Monday, August 9, 2010

Home Inspection in Antiquity

1 Samuel 1:4-20, Heb 10:11-14 (15-18) 19-25, Mark 13:1-8
Holy Trinity/La Santisima Trinidad
11/15/2009

My husband Matt is a house inspector in Berkeley. My first thought was that the beginning of this passage reminds me of nothing so much as his descriptions of the leaning stone chimneys and brick foundations of some grand house in the Berkeley Hills. The temple was, after all, only a building. But that was not how it was seen in the eyes of the disciples and their fellow first century Jews. It was the Beth El- the one house of God. And so this house of God was of necessity an unimaginably grand and gigantic structure. The temple of Herod was so vast and in fact so impressive that the disciples could not help but turn around and gawk up at it as they left its huge courts.
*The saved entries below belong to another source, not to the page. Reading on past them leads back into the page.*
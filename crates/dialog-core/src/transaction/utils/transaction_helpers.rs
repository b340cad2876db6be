//! Transaction helper utilities for transaction-core
//! 
//! This module provides utilities for working with SIP transactions,
//! including transaction key extraction and classification.

use rvoip_sip_core::prelude::*;
use crate::transaction::error::{Error, Result};
use crate::transaction::{TransactionKey, TransactionKind};
use tracing::debug;

use super::message_extractors::{extract_branch, extract_cseq};

/// Extract the transaction classification (prefix) and branch from a message
/// Used by manager to determine transaction type and potentially match.
pub fn extract_transaction_parts(message: &Message) -> Result<(TransactionKind, String)> {
    let branch = extract_branch(message)
        .ok_or_else(|| Error::Other("Missing branch parameter in Via header".to_string()))?;

    let kind = match message {
        Message::Request(req) => {
            match req.method() {
                 Method::Invite => TransactionKind::InviteServer,
                 Method::Ack => TransactionKind::InviteServer, // Matches existing IST
                 Method::Cancel => TransactionKind::InviteServer, // Matches existing IST
                 _ => TransactionKind::NonInviteServer,
             }
        }
        Message::Response(_) => {
            let (_, cseq_method) = extract_cseq(message)
                .ok_or_else(|| Error::Other("Missing or invalid CSeq header in Response".to_string()))?;

            if cseq_method == Method::Invite {
                TransactionKind::InviteClient
            } else {
                TransactionKind::NonInviteClient
            }
        }
    };

    Ok((kind, branch))
}

/// Extract a transaction key from a SIP message if possible.
pub fn transaction_key_from_message(message: &Message) -> Option<TransactionKey> {
    match message {
        Message::Request(request) => {
            // Get Via header using TypedHeader
            if let Some(via) = request.typed_header::<Via>() {
                if let Some(first_via) = via.0.first() {
                    if let Some(branch) = first_via.branch() {
                        let method = request.method();
                        let key = TransactionKey::new(branch.to_string(), method.clone(), true);
                        debug!("🔍 TX_KEY: Generated server key from request {}: {}", method, key);
                        return Some(key);
                    }
                }
            }
            debug!("🔍 TX_KEY: Could not generate key from request - missing Via/branch");
            None
        }
        Message::Response(response) => {
            // Get Via header using TypedHeader
            if let Some(via) = response.typed_header::<Via>() {
                if let Some(first_via) = via.0.first() {
                    if let Some(branch) = first_via.branch() {
                        // Get method from CSeq header
                        if let Some(cseq) = response.typed_header::<CSeq>() {
                            let key = TransactionKey::new(branch.to_string(), cseq.method.clone(), false);
                            debug!("🔍 TX_KEY: Generated client key from response {} {}: {}", response.status(), cseq.method, key);
                            return Some(key);
                        } else {
                            debug!("🔍 TX_KEY: Response missing CSeq header");
                        }
                    } else {
                        debug!("🔍 TX_KEY: Response Via header missing branch parameter");
                    }
                } else {
                    debug!("🔍 TX_KEY: Response Via header is empty");
                }
            } else {
                debug!("🔍 TX_KEY: Response missing Via header");
            }
            None
        }
    }
}

/// Determine which kind of transaction to create based on the request method.
pub fn determine_transaction_kind(request: &Request, is_server: bool) -> TransactionKind {
    match (request.method(), is_server) {
        (Method::Invite, true) => TransactionKind::InviteServer,
        (Method::Invite, false) => TransactionKind::InviteClient,
        (_, true) => TransactionKind::NonInviteServer,
        (_, false) => TransactionKind::NonInviteClient,
    }
}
According to the Talmud, the second temple, or the temple of Solomon had thirteen gates, and an Ezrat Nashim (a large Women's Court) to the east and vast main area to the west. The roof and capitals were covered with gold, and the whole structure was gleaming white. The massive stones that survive in the Western wall are proof of the awe-inspiring scope of this temple. This great temple replaced the original first temple, the Temple of Solomon that was destroyed by the Babylonians in 586 BC.

Imagine, then the horror of the disciples when Jesus calmly predicted that the glorious temple of God would be destroyed for a second time. Jesus is predicting the Siege of Jerusalem in the year 70 AD. The Roman army, led by the future Emperor Titus, conquered the city of Jerusalem, and the city and the Temple were utterly destroyed- barely a stone was left upon another.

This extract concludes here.